→ Data for this task

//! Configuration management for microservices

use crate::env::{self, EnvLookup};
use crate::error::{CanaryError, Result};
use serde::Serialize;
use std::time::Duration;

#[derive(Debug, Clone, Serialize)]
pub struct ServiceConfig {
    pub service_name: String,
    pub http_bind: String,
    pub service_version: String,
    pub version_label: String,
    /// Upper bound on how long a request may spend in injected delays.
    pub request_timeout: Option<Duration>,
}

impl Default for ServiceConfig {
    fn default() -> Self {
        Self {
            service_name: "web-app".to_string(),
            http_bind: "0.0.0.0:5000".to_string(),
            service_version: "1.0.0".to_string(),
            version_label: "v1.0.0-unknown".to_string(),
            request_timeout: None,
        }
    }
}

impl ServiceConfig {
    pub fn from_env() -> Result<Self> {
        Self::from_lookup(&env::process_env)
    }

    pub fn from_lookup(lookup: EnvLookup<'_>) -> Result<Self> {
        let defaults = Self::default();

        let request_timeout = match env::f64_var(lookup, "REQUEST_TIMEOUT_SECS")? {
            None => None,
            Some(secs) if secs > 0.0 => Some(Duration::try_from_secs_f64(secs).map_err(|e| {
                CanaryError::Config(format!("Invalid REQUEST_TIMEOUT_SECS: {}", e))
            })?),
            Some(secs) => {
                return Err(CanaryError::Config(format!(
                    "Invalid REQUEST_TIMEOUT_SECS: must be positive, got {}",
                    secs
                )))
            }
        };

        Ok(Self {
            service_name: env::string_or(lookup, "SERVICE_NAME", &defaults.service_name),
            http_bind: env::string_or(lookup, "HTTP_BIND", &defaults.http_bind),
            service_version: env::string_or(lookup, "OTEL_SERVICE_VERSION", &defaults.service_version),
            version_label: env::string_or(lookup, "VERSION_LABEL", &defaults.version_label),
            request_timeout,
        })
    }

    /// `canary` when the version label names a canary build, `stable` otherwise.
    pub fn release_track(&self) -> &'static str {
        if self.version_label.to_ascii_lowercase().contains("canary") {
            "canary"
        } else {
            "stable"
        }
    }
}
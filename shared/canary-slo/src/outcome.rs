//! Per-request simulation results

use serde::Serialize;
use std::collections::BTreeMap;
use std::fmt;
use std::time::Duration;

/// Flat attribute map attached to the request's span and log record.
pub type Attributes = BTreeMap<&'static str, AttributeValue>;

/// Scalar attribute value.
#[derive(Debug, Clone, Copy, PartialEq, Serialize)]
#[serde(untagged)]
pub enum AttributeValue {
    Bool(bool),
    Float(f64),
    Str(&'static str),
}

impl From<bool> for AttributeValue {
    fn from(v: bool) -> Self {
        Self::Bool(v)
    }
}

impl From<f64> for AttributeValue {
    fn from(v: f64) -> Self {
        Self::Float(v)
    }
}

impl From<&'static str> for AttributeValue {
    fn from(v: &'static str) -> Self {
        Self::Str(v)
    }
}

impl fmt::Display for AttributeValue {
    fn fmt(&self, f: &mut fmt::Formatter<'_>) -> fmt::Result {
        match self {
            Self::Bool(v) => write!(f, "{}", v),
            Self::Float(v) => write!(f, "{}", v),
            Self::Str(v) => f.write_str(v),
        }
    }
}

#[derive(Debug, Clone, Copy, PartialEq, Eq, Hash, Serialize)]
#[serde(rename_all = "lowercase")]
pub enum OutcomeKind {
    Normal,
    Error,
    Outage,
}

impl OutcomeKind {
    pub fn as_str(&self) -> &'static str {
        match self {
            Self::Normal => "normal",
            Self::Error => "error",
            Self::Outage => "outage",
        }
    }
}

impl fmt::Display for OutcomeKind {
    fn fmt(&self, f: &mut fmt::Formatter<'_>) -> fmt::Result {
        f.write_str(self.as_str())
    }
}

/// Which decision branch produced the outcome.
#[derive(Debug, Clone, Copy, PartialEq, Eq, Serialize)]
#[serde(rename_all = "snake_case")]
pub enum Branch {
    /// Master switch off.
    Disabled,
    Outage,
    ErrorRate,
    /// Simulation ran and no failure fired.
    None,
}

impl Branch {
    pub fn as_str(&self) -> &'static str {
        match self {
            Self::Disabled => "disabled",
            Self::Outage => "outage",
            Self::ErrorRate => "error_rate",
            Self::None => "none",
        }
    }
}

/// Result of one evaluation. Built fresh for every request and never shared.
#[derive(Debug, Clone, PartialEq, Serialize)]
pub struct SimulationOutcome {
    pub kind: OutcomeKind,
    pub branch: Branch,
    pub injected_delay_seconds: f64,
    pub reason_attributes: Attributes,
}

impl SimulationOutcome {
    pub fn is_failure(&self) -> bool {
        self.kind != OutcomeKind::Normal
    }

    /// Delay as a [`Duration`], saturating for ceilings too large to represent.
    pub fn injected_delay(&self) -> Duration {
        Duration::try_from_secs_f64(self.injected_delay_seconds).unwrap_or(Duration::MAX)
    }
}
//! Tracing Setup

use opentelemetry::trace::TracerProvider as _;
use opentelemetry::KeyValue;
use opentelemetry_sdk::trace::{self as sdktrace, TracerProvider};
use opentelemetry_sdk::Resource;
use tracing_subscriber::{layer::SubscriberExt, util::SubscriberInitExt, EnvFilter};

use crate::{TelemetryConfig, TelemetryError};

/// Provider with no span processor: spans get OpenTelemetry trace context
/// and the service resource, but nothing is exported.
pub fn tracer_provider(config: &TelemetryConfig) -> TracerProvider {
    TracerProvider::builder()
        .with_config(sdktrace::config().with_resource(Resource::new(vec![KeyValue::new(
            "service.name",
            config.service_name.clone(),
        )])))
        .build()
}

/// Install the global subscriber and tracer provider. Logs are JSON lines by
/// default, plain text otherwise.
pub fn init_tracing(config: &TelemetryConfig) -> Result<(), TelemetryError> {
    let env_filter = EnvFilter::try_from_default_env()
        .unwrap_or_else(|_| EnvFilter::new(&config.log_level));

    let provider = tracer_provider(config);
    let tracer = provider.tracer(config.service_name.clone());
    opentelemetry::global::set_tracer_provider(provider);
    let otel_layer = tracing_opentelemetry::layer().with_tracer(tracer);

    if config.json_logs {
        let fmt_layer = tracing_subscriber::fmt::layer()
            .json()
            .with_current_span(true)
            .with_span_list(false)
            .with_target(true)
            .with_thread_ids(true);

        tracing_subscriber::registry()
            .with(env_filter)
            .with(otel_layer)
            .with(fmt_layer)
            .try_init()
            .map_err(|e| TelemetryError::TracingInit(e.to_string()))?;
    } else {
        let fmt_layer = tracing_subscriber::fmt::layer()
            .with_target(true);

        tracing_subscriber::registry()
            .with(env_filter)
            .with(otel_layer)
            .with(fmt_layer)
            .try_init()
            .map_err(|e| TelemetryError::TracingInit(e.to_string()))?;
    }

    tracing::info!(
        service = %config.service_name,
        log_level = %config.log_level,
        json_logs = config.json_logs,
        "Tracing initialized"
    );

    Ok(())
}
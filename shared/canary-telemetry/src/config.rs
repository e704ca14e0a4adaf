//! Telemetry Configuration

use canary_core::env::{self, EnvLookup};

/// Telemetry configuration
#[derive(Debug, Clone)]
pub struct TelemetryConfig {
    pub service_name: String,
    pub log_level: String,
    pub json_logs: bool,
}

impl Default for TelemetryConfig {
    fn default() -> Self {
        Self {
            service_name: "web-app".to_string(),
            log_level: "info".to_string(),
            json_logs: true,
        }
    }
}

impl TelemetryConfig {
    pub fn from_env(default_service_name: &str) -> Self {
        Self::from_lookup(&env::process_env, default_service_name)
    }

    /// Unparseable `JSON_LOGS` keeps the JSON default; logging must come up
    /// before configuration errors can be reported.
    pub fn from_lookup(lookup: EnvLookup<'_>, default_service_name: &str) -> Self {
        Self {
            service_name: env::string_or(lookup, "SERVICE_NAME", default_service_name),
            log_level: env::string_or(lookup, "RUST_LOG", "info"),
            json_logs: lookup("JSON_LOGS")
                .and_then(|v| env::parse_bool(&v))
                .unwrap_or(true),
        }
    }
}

→ Assigned task
The line containing "pub fn from_lookup(lookup: EnvLookup<'_>)" marks the end. Please print exactly every line from the top of the data to it, both included, and nothing more.

→ Exercise answer
//! Configuration management for microservices

use crate::env::{self, EnvLookup};
use crate::error::{CanaryError, Result};
use serde::Serialize;
use std::time::Duration;

#[derive(Debug, Clone, Serialize)]
pub struct ServiceConfig {
    pub service_name: String,
    pub http_bind: String,
    pub service_version: String,
    pub version_label: String,
    /// Upper bound on how long a request may spend in injected delays.
    pub request_timeout: Option<Duration>,
}

impl Default for ServiceConfig {
    fn default() -> Self {
        Self {
            service_name: "web-app".to_string(),
            http_bind: "0.0.0.0:5000".to_string(),
            service_version: "1.0.0".to_string(),
            version_label: "v1.0.0-unknown".to_string(),
            request_timeout: None,
        }
    }
}

impl ServiceConfig {
    pub fn from_env() -> Result<Self> {
        Self::from_lookup(&env::process_env)
    }

    pub fn from_lookup(lookup: EnvLookup<'_>) -> Result<Self> {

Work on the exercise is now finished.